My wife was given the Franco brain washing in the 60s (including the book "how to run your life"). Glad to say she was a rebel. She was harassed by the guardia for being in groups (i.e. taking a drink with a few mates after work) and thus potentially plotting against the state. A little odd as her father was a guardia but he needed with three kids to make a living like anyone else. 

When Franco died she with friends celebrated in the streets - other parts of the family were sad.

And that I think is the sad history of the civil war. Spanish families were split. Brother fought brother, fathers fought sons. 

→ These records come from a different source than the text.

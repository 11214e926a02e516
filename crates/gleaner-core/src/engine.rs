//! Phase execution engine
//!
//! Drives each phase of a sequence over one date range: gate on the
//! ledger, stream records from every source of the phase into a shared
//! queue, move them in bounded batches to every target, then commit the
//! targets and the ledger (each participant on its own, targets first).
//!
//! Concurrency shape: one task per source pushes into an unbounded MPSC
//! queue and ends with a sentinel; the engine is the single consumer,
//! collecting batches and fanning each one out to all targets before
//! collecting the next. There is no cross-store atomicity. Recovery is
//! retry, plus forced clear-and-rerun for ranges that half-landed.

use crate::error::{EtlError, PluginError, TaskFailure, TaskKind};
use crate::history::History;
use crate::plugin::Source;
use crate::record::SourcedRecord;
use crate::sequence::{Phase, Sequence};
use futures::StreamExt;
use gleaner_common::DateRange;
use std::sync::Arc;
use std::time::Duration;
use tokio::sync::mpsc::{self, UnboundedReceiver, UnboundedSender};
use tokio::sync::Mutex;
use tokio::task::JoinHandle;
use tokio::time::timeout;
use tracing::{debug, error, info};

/// Tunables for a run
#[derive(Debug, Clone)]
pub struct EngineSettings {
    /// Records per fan-out batch
    pub batch_size: usize,

    /// Attempts per step (clear, each phase, purge)
    pub retries: u32,

    /// Cap on each remote pull and inject call
    pub op_timeout: Duration,
}

impl Default for EngineSettings {
    fn default() -> Self {
        Self {
            batch_size: 100,
            retries: 3,
            op_timeout: Duration::from_secs(300),
        }
    }
}

/// What extraction tasks push into the shared queue
enum QueueItem {
    Record(SourcedRecord),
    /// Per-producer end-of-stream sentinel, pushed exactly once per
    /// extraction task, success or failure.
    Eos,
}

/// The retryable steps of a run
#[derive(Clone, Copy)]
enum Step<'a> {
    Clear,
    Phase(&'a Phase),
    Purge,
}

impl std::fmt::Display for Step<'_> {
    fn fmt(&self, f: &mut std::fmt::Formatter<'_>) -> std::fmt::Result {
        match self {
            Step::Clear => write!(f, "clear"),
            Step::Phase(phase) => write!(f, "phase {}", phase.name),
            Step::Purge => write!(f, "purge"),
        }
    }
}

/// Runs a sequence's phases over a date range
pub struct Engine {
    sequence: Sequence,
    history: History,
    settings: EngineSettings,
    queue_tx: UnboundedSender<QueueItem>,
    queue_rx: UnboundedReceiver<QueueItem>,
    errors: Arc<Mutex<Vec<TaskFailure>>>,
}

impl Engine {
    pub fn new(sequence: Sequence, history: History, settings: EngineSettings) -> Self {
        let (queue_tx, queue_rx) = mpsc::unbounded_channel();
        Self {
            sequence,
            history,
            settings,
            queue_tx,
            queue_rx,
            errors: Arc::new(Mutex::new(Vec::new())),
        }
    }

    /// Execute the run: optional forced clear, each phase in order,
    /// then the best-effort purge pass.
    pub async fn run(
        &mut self,
        range: DateRange,
        force: bool,
        purge_only: bool,
    ) -> Result<(), EtlError> {
        info!(range = %range, force, purge_only, "Starting pipeline run");
        self.errors.lock().await.clear();

        if !purge_only {
            if force {
                self.with_retries(Step::Clear, range, force).await?;
            }

            let phases = self.sequence.phases().to_vec();
            for phase in &phases {
                let pending = self.queue_rx.len();
                if pending > 0 {
                    return Err(EtlError::QueueResidue(pending));
                }
                self.with_retries(Step::Phase(phase), range, force).await?;
            }
        }

        self.with_retries(Step::Purge, range, force).await?;
        info!(range = %range, "Pipeline run complete");
        Ok(())
    }

    /// Run one step up to `retries` times. The queue is drained before
    /// every attempt so a half-consumed batch from a failed attempt is
    /// never replayed. An idempotency conflict is terminal.
    async fn with_retries(
        &mut self,
        step: Step<'_>,
        range: DateRange,
        force: bool,
    ) -> Result<(), EtlError> {
        let attempts = self.settings.retries.max(1);
        let mut attempt = 0u32;
        loop {
            attempt += 1;
            self.drain_queue();
            let result = match step {
                Step::Clear => self.clear_targets(range).await,
                Step::Phase(phase) => self.run_phase(phase, range, force).await,
                Step::Purge => self.purge_sources(range).await,
            };
            match result {
                Ok(()) => return Ok(()),
                Err(err @ EtlError::AlreadyDone { .. }) => return Err(err),
                Err(err) if attempt < attempts => {
                    error!(
                        step = %step,
                        attempt,
                        retries = attempts,
                        error = %err,
                        "Step failed, retrying"
                    );
                },
                Err(err) => return Err(err),
            }
        }
    }

    /// Discard whatever a previous attempt left behind.
    fn drain_queue(&mut self) {
        let mut drained = 0usize;
        while self.queue_rx.try_recv().is_ok() {
            drained += 1;
        }
        if drained > 0 {
            debug!(drained, "Discarded stale queue items");
        }
    }

    /// Forced-run preamble: drop every target's committed records for
    /// every source id in the sequence. Per-target failures are logged
    /// and skipped; the re-extract still overwrites what it can.
    async fn clear_targets(&self, range: DateRange) -> Result<(), EtlError> {
        let source_ids = self.sequence.source_ids();
        for target in self.sequence.distinct_targets() {
            match target.clear(range, &source_ids).await {
                Ok(removed) => {
                    info!(target = target.id(), removed, "Cleared prior records");
                },
                Err(err) => {
                    error!(target = target.id(), error = %err, "Failed to clear target, continuing");
                },
            }
        }
        Ok(())
    }

    /// Best-effort upstream cleanup, independent of targets and of the
    /// ledger. Per-source failures are logged and skipped.
    async fn purge_sources(&self, range: DateRange) -> Result<(), EtlError> {
        for source in self.sequence.distinct_sources() {
            debug!(source = source.id(), "Purging source");
            if let Err(err) = source.purge(range).await {
                error!(source = source.id(), error = %err, "Failed to purge source, continuing");
            }
        }
        Ok(())
    }

    async fn run_phase(
        &mut self,
        phase: &Phase,
        range: DateRange,
        force: bool,
    ) -> Result<(), EtlError> {
        info!(
            phase = %phase.name,
            sources = phase.sources.len(),
            targets = phase.targets.len(),
            range = %range,
            "Running phase"
        );

        // Idempotency gate, before any transaction or I/O.
        if !force {
            for source in &phase.sources {
                if self.history.exists(source.id(), range).await? {
                    return Err(EtlError::AlreadyDone {
                        source_id: source.id().to_string(),
                        range,
                    });
                }
            }
        }

        match self.extract_and_inject(phase, range).await {
            Ok(pushed) => {
                // Data first, bookkeeping last.
                for target in &phase.targets {
                    target.commit_transaction().await.map_err(|err| {
                        EtlError::plugin(target.id(), format!("commit failed: {}", err))
                    })?;
                }
                self.history.commit_transaction().await?;
                info!(phase = %phase.name, records = pushed, "Phase committed");
                Ok(())
            },
            Err(err) => {
                self.rollback_phase(phase).await;
                Err(err)
            },
        }
    }

    /// The transactional middle of a phase: open every participant,
    /// stream all sources through the queue into batched fan-out
    /// injections, then record the ledger entries (still uncommitted).
    /// Returns how many records were dispatched.
    async fn extract_and_inject(
        &mut self,
        phase: &Phase,
        range: DateRange,
    ) -> Result<u64, EtlError> {
        self.errors.lock().await.clear();

        // Targets first, ledger last.
        for target in &phase.targets {
            target.start_transaction().await.map_err(|err| {
                EtlError::plugin(target.id(), format!("start transaction failed: {}", err))
            })?;
        }
        self.history.start_transaction().await?;

        let mut active = 0usize;
        for source in &phase.sources {
            let task_source = Arc::clone(source);
            let queue = self.queue_tx.clone();
            let errors = Arc::clone(&self.errors);
            let op_timeout = self.settings.op_timeout;
            // Detached on purpose: a failing attempt waits for each
            // producer's sentinel instead of aborting it mid-push.
            tokio::spawn(extract_source(task_source, range, queue, errors, op_timeout));
            active += 1;
        }

        let mut pushed: u64 = 0;
        while active > 0 || !self.queue_rx.is_empty() {
            let batch = self.collect_batch(&mut active).await;
            if batch.is_empty() {
                continue;
            }
            if self.errors.lock().await.is_empty() {
                pushed += batch.len() as u64;
                self.inject_batch(phase, batch).await;
            }
            // After a failure the loop keeps consuming sentinels so the
            // queue is empty when the phase exits.
        }

        let failures = std::mem::take(&mut *self.errors.lock().await);
        if !failures.is_empty() {
            return Err(EtlError::Run(failures));
        }

        let source_ids: Vec<&str> = phase.sources.iter().map(|s| s.id()).collect();
        self.history.add_entry(&source_ids, range).await?;
        Ok(pushed)
    }

    /// Collect up to one batch from the queue
    ///
    /// A batch closes at `batch_size`, at a producer's end-of-stream
    /// sentinel, or when the queue runs dry with no producers left.
    async fn collect_batch(&mut self, active: &mut usize) -> Vec<SourcedRecord> {
        let cap = self.settings.batch_size.max(1);
        let mut batch = Vec::new();
        while batch.len() < cap {
            let item = if *active > 0 {
                match self.queue_rx.recv().await {
                    Some(item) => item,
                    None => break,
                }
            } else {
                match self.queue_rx.try_recv() {
                    Ok(item) => item,
                    Err(_) => break,
                }
            };
            match item {
                QueueItem::Record(record) => batch.push(record),
                QueueItem::Eos => {
                    *active = active.saturating_sub(1);
                    break;
                },
            }
        }
        batch
    }

    /// Fan one batch out to every target of the phase and wait for all
    /// of them before the next batch is collected.
    async fn inject_batch(&self, phase: &Phase, batch: Vec<SourcedRecord>) {
        debug!(phase = %phase.name, records = batch.len(), "Dispatching batch");
        let batch = Arc::new(batch);
        let mut handles: Vec<(String, JoinHandle<()>)> = Vec::with_capacity(phase.targets.len());

        for target in &phase.targets {
            let task_target = Arc::clone(target);
            let task_batch = Arc::clone(&batch);
            let errors = Arc::clone(&self.errors);
            let op_timeout = self.settings.op_timeout;
            let handle = tokio::spawn(async move {
                let outcome = match timeout(op_timeout, task_target.inject(&task_batch)).await {
                    Ok(result) => result,
                    Err(_) => Err(timeout_error("inject", op_timeout)),
                };
                if let Err(err) = outcome {
                    errors.lock().await.push(TaskFailure {
                        kind: TaskKind::Inject,
                        plugin_id: task_target.id().to_string(),
                        detail: err.to_string(),
                    });
                }
            });
            handles.push((target.id().to_string(), handle));
        }

        for (target_id, handle) in handles {
            if let Err(err) = handle.await {
                self.errors.lock().await.push(TaskFailure {
                    kind: TaskKind::Inject,
                    plugin_id: target_id,
                    detail: format!("task aborted: {}", err),
                });
            }
        }
    }

    /// Roll back every participant, logging rather than raising so the
    /// original failure is what propagates.
    async fn rollback_phase(&self, phase: &Phase) {
        for target in &phase.targets {
            if let Err(err) = target.rollback_transaction().await {
                error!(target = target.id(), error = %err, "Rollback failed");
            }
        }
        if let Err(err) = self.history.rollback_transaction().await {
            error!(error = %err, "Ledger rollback failed");
        }
    }
}

/// One extraction task: pump the source's stream into the queue, then
/// always push the sentinel, success or failure.
async fn extract_source(
    source: Arc<dyn Source>,
    range: DateRange,
    queue: UnboundedSender<QueueItem>,
    errors: Arc<Mutex<Vec<TaskFailure>>>,
    op_timeout: Duration,
) {
    if let Err(err) = pump_source(&*source, range, &queue, op_timeout).await {
        errors.lock().await.push(TaskFailure {
            kind: TaskKind::Extract,
            plugin_id: source.id().to_string(),
            detail: err.to_string(),
        });
    }
    let _ = queue.send(QueueItem::Eos);
}

async fn pump_source(
    source: &dyn Source,
    range: DateRange,
    queue: &UnboundedSender<QueueItem>,
    op_timeout: Duration,
) -> Result<(), PluginError> {
    let mut stream = timeout(op_timeout, source.extract(range))
        .await
        .map_err(|_| timeout_error("extract", op_timeout))??;

    loop {
        let next = timeout(op_timeout, stream.next())
            .await
            .map_err(|_| timeout_error("next record", op_timeout))?;
        match next {
            Some(Ok(record)) => {
                let item = QueueItem::Record(SourcedRecord::new(source.id(), record));
                if queue.send(item).is_err() {
                    // Receiver gone: the engine was dropped mid-run.
                    break;
                }
            },
            Some(Err(err)) => return Err(err),
            None => break,
        }
    }
    Ok(())
}

fn timeout_error(what: &str, after: Duration) -> PluginError {
    PluginError::message(format!("{} timed out after {}s", what, after.as_secs()))
}
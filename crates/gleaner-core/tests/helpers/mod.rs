//! In-memory Source and Target fixtures for engine integration tests
//!
//! `VecSource` serves a canned record list and counts calls;
//! `MemTarget` buffers batches with real stage/commit/rollback so tests
//! can tell apart what a phase staged from what it actually kept.

use async_trait::async_trait;
use chrono::NaiveDate;
use futures::stream;
use gleaner_common::DateRange;
use gleaner_core::{
    History, Phase, PluginError, Record, RecordStream, Source, SourcedRecord, Target,
};
use std::sync::atomic::{AtomicUsize, Ordering};
use std::sync::{Arc, Mutex};

/// A source serving a fixed set of records
pub struct VecSource {
    id: String,
    records: Vec<Record>,
    /// Yield an error after this many records (None = never fail)
    fail_after: Option<usize>,
    fail_purge: bool,
    extract_calls: AtomicUsize,
    purge_calls: AtomicUsize,
}

impl VecSource {
    pub fn new(id: impl Into<String>) -> Self {
        Self {
            id: id.into(),
            records: Vec::new(),
            fail_after: None,
            fail_purge: false,
            extract_calls: AtomicUsize::new(0),
            purge_calls: AtomicUsize::new(0),
        }
    }

    /// Add `count` records of the given kind, all dated `date`, each
    /// carrying its ordinal in an `n` field.
    pub fn with_records(mut self, count: usize, date: NaiveDate, kind: &str) -> Self {
        for n in 0..count {
            self.records
                .push(Record::new(date, kind).with_field("n", n as i64));
        }
        self
    }

    /// Make the stream fail after yielding this many records.
    pub fn failing_after(mut self, records: usize) -> Self {
        self.fail_after = Some(records);
        self
    }

    pub fn with_failing_purge(mut self) -> Self {
        self.fail_purge = true;
        self
    }

    pub fn extract_calls(&self) -> usize {
        self.extract_calls.load(Ordering::SeqCst)
    }

    pub fn purge_calls(&self) -> usize {
        self.purge_calls.load(Ordering::SeqCst)
    }
}

#[async_trait]
impl Source for VecSource {
    fn id(&self) -> &str {
        &self.id
    }

    async fn extract(&self, _range: DateRange) -> Result<RecordStream, PluginError> {
        self.extract_calls.fetch_add(1, Ordering::SeqCst);
        let mut items: Vec<Result<Record, PluginError>> =
            self.records.iter().cloned().map(Ok).collect();
        if let Some(after) = self.fail_after {
            items.truncate(after);
            items.push(Err(PluginError::message("source went away")));
        }
        Ok(Box::pin(stream::iter(items)))
    }

    async fn purge(&self, _range: DateRange) -> Result<(), PluginError> {
        self.purge_calls.fetch_add(1, Ordering::SeqCst);
        if self.fail_purge {
            return Err(PluginError::message("purge endpoint is gone"));
        }
        Ok(())
    }
}

/// A target buffering batches in memory with real transaction verbs
pub struct MemTarget {
    id: String,
    staged: Mutex<Vec<SourcedRecord>>,
    committed: Mutex<Vec<SourcedRecord>>,
    batch_sizes: Mutex<Vec<usize>>,
    /// Reject this many inject calls before accepting any
    fail_injects: AtomicUsize,
    clear_calls: Mutex<Vec<Vec<String>>>,
}

impl MemTarget {
    pub fn new(id: impl Into<String>) -> Self {
        Self {
            id: id.into(),
            staged: Mutex::new(Vec::new()),
            committed: Mutex::new(Vec::new()),
            batch_sizes: Mutex::new(Vec::new()),
            fail_injects: AtomicUsize::new(0),
            clear_calls: Mutex::new(Vec::new()),
        }
    }

    /// Make the first `injects` inject calls fail.
    pub fn failing_first(self, injects: usize) -> Self {
        self.fail_injects.store(injects, Ordering::SeqCst);
        self
    }

    pub fn committed(&self) -> Vec<SourcedRecord> {
        self.committed.lock().expect("committed lock").clone()
    }

    pub fn committed_for(&self, source_id: &str) -> usize {
        self.committed()
            .iter()
            .filter(|sourced| sourced.source_id == source_id)
            .count()
    }

    pub fn staged_len(&self) -> usize {
        self.staged.lock().expect("staged lock").len()
    }

    pub fn batch_sizes(&self) -> Vec<usize> {
        self.batch_sizes.lock().expect("batch_sizes lock").clone()
    }

    pub fn clear_calls(&self) -> Vec<Vec<String>> {
        self.clear_calls.lock().expect("clear_calls lock").clone()
    }
}

#[async_trait]
impl Target for MemTarget {
    fn id(&self) -> &str {
        &self.id
    }

    async fn inject(&self, batch: &[SourcedRecord]) -> Result<(), PluginError> {
        if self.fail_injects.load(Ordering::SeqCst) > 0 {
            self.fail_injects.fetch_sub(1, Ordering::SeqCst);
            return Err(PluginError::message("store rejected the batch"));
        }
        self.batch_sizes
            .lock()
            .expect("batch_sizes lock")
            .push(batch.len());
        self.staged
            .lock()
            .expect("staged lock")
            .extend_from_slice(batch);
        Ok(())
    }

    async fn clear(&self, range: DateRange, source_ids: &[String]) -> Result<u64, PluginError> {
        self.clear_calls
            .lock()
            .expect("clear_calls lock")
            .push(source_ids.to_vec());
        let mut committed = self.committed.lock().expect("committed lock");
        let before = committed.len();
        committed.retain(|sourced| {
            !(source_ids.contains(&sourced.source_id) && range.contains(sourced.record.date))
        });
        Ok((before - committed.len()) as u64)
    }

    async fn start_transaction(&self) -> Result<(), PluginError> {
        self.staged.lock().expect("staged lock").clear();
        Ok(())
    }

    async fn commit_transaction(&self) -> Result<(), PluginError> {
        let mut staged = self.staged.lock().expect("staged lock");
        self.committed
            .lock()
            .expect("committed lock")
            .append(&mut staged);
        Ok(())
    }

    async fn rollback_transaction(&self) -> Result<(), PluginError> {
        self.staged.lock().expect("staged lock").clear();
        Ok(())
    }
}

/// Open a fresh ledger inside the given temp dir.
pub async fn mem_history(dir: &tempfile::TempDir) -> History {
    let url = format!("sqlite://{}", dir.path().join("history.db").display());
    History::open(&url)
        .await
        .expect("Failed to open history ledger")
}

pub fn may(day: u32) -> NaiveDate {
    NaiveDate::from_ymd_opt(2024, 5, day).expect("valid date")
}

pub fn phase(name: &str, sources: Vec<Arc<dyn Source>>, targets: Vec<Arc<dyn Target>>) -> Phase {
    Phase {
        name: name.to_string(),
        sources,
        targets,
    }
}
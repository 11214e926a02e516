//! Gleaner Plugin Library
//!
//! Built-in source and target implementations for the pipeline engine.
//!
//! # Built-in Sources
//!
//! - **sql-read**: rows from a SQLite query, one record per row
//! - **rest-read**: a paginated JSON REST endpoint
//! - **random**: synthetic download figures for smoke testing
//!
//! # Built-in Targets
//!
//! - **sql-write**: a transactional SQLite `records` table
//! - **index-write**: an HTTP search index, written via `_bulk`
//! - **file-write**: JSON lines in a local file
//! - **stdout-write**: JSON lines on standard output
//!
//! # Example
//!
//! ```no_run
//! let registry = gleaner_plugins::builtin();
//! assert!(registry.source_selectors().contains(&"rest-read"));
//! assert!(registry.target_selectors().contains(&"sql-write"));
//! ```

use gleaner_core::Registry;

pub mod file;
pub mod index;
pub mod random;
pub mod rest;
pub mod sql;
pub mod stdout;

/// Cap on pooled SQLite connections per plugin instance.
pub(crate) const REQUEST_POOL_SIZE: u32 = 5;

/// Timeout for any single HTTP request a plugin makes.
pub(crate) const REQUEST_TIMEOUT_SECS: u64 = 30;

/// A registry preloaded with every built-in implementation.
///
/// Embedders who want a different set (or their own plugins) can start
/// from [`Registry::new`] instead and register selectors by hand.
pub fn builtin() -> Registry {
    let mut registry = Registry::new();
    registry.register_source("sql-read", sql::source);
    registry.register_source("rest-read", rest::source);
    registry.register_source("random", random::source);
    registry.register_target("sql-write", sql::target);
    registry.register_target("index-write", index::target);
    registry.register_target("file-write", file::target);
    registry.register_target("stdout-write", stdout::target);
    registry
}

#[cfg(test)]
mod tests {
    use super::*;

    #[test]
    fn test_builtin_covers_every_selector() {
        let registry = builtin();
        assert_eq!(
            registry.source_selectors(),
            vec!["random", "rest-read", "sql-read"]
        );
        assert_eq!(
            registry.target_selectors(),
            vec!["file-write", "index-write", "sql-write", "stdout-write"]
        );
    }
}
//! Phase assembly
//!
//! A [`Sequence`] is the ordered list of phases a run executes. Building
//! it resolves every referenced plugin section through the registry,
//! eagerly, so configuration mistakes surface before any extraction
//! starts. Plugin instances are memoized by section name: a target
//! shared by three phases is one instance, holding one transaction.

use crate::config::{PipelineConfig, PluginOptions};
use crate::error::EtlError;
use crate::plugin::{Source, Target};
use crate::registry::Registry;
use std::collections::{HashMap, HashSet};
use std::sync::Arc;

/// One pipeline step: a set of sources fanned out to a set of targets
#[derive(Clone, Debug)]
pub struct Phase {
    pub name: String,
    pub sources: Vec<Arc<dyn Source>>,
    pub targets: Vec<Arc<dyn Target>>,
}

/// Ordered phases with their resolved plugin instances
#[derive(Debug)]
pub struct Sequence {
    phases: Vec<Phase>,
}

impl Sequence {
    /// Assemble a sequence from already-constructed phases. Callers
    /// embedding the engine can skip the config layer entirely.
    pub fn from_phases(phases: Vec<Phase>) -> Self {
        Self { phases }
    }

    /// Build the full sequence named by `[gleaner] sequence`.
    pub fn build(config: &PipelineConfig, registry: &Registry) -> Result<Self, EtlError> {
        Self::build_subset(config, registry, &config.gleaner.sequence)
    }

    /// Build only the given phases, in the given order (the CLI's
    /// `--phases` selector).
    pub fn build_subset(
        config: &PipelineConfig,
        registry: &Registry,
        phase_names: &[String],
    ) -> Result<Self, EtlError> {
        let mut cache = PluginCache {
            config,
            registry,
            sources: HashMap::new(),
            targets: HashMap::new(),
        };

        let mut phases = Vec::with_capacity(phase_names.len());
        for name in phase_names {
            let spec = config.phases.get(name).ok_or_else(|| {
                EtlError::config(format!("no [phases.{}] section for phase '{}'", name, name))
            })?;

            let mut sources = Vec::with_capacity(spec.sources.len());
            for source_name in &spec.sources {
                sources.push(cache.source(source_name)?);
            }

            let mut targets = Vec::with_capacity(spec.targets.len());
            for target_name in &spec.targets {
                targets.push(cache.target(target_name)?);
            }

            phases.push(Phase {
                name: name.clone(),
                sources,
                targets,
            });
        }

        Ok(Self { phases })
    }

    pub fn phases(&self) -> &[Phase] {
        &self.phases
    }

    /// Every source, once, in order of first appearance.
    pub fn distinct_sources(&self) -> Vec<Arc<dyn Source>> {
        let mut seen = HashSet::new();
        let mut out = Vec::new();
        for phase in &self.phases {
            for source in &phase.sources {
                if seen.insert(source.id().to_string()) {
                    out.push(Arc::clone(source));
                }
            }
        }
        out
    }

    /// Every target, once, in order of first appearance.
    pub fn distinct_targets(&self) -> Vec<Arc<dyn Target>> {
        let mut seen = HashSet::new();
        let mut out = Vec::new();
        for phase in &self.phases {
            for target in &phase.targets {
                if seen.insert(target.id().to_string()) {
                    out.push(Arc::clone(target));
                }
            }
        }
        out
    }

    /// Ids of every distinct source in the sequence.
    pub fn source_ids(&self) -> Vec<String> {
        self.distinct_sources()
            .iter()
            .map(|s| s.id().to_string())
            .collect()
    }
}

/// Memoizes plugin instances by section name during a build
struct PluginCache<'a> {
    config: &'a PipelineConfig,
    registry: &'a Registry,
    sources: HashMap<String, Arc<dyn Source>>,
    targets: HashMap<String, Arc<dyn Target>>,
}

impl PluginCache<'_> {
    fn source(&mut self, name: &str) -> Result<Arc<dyn Source>, EtlError> {
        if let Some(existing) = self.sources.get(name) {
            return Ok(Arc::clone(existing));
        }
        let spec = self.config.sources.get(name).ok_or_else(|| {
            EtlError::config(format!("no [sources.{}] section for source '{}'", name, name))
        })?;
        let selector = spec.implementation.as_deref().ok_or_else(|| {
            EtlError::config(format!("[sources.{}] is missing the 'use' selector", name))
        })?;
        let options = PluginOptions::from_spec("sources", name, spec, self.config.base_dir());
        let instance = self.registry.build_source(selector, &options)?;
        self.sources.insert(name.to_string(), Arc::clone(&instance));
        Ok(instance)
    }

    fn target(&mut self, name: &str) -> Result<Arc<dyn Target>, EtlError> {
        if let Some(existing) = self.targets.get(name) {
            return Ok(Arc::clone(existing));
        }
        let spec = self.config.targets.get(name).ok_or_else(|| {
            EtlError::config(format!("no [targets.{}] section for target '{}'", name, name))
        })?;
        let selector = spec.implementation.as_deref().ok_or_else(|| {
            EtlError::config(format!("[targets.{}] is missing the 'use' selector", name))
        })?;
        let options = PluginOptions::from_spec("targets", name, spec, self.config.base_dir());
        let instance = self.registry.build_target(selector, &options)?;
        self.targets.insert(name.to_string(), Arc::clone(&instance));
        Ok(instance)
    }
}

And of course at the end of WW2 we, the allies, had no stamina left (quite understandably) , no desire to continue the fight. And the generosity of Mexico meant many republicans couldn't plot a return even if they wanted to. And the others we thanked for their heroics at Narvik and Dunkirk but they were now dissipated and few in number.

I believe the fundamental problem in Spain is that the people had the fight drained from them by Franco, that the Franco power still lurks in the upper echelons of Spanish society, and that regional squabbles weaken serious resistance.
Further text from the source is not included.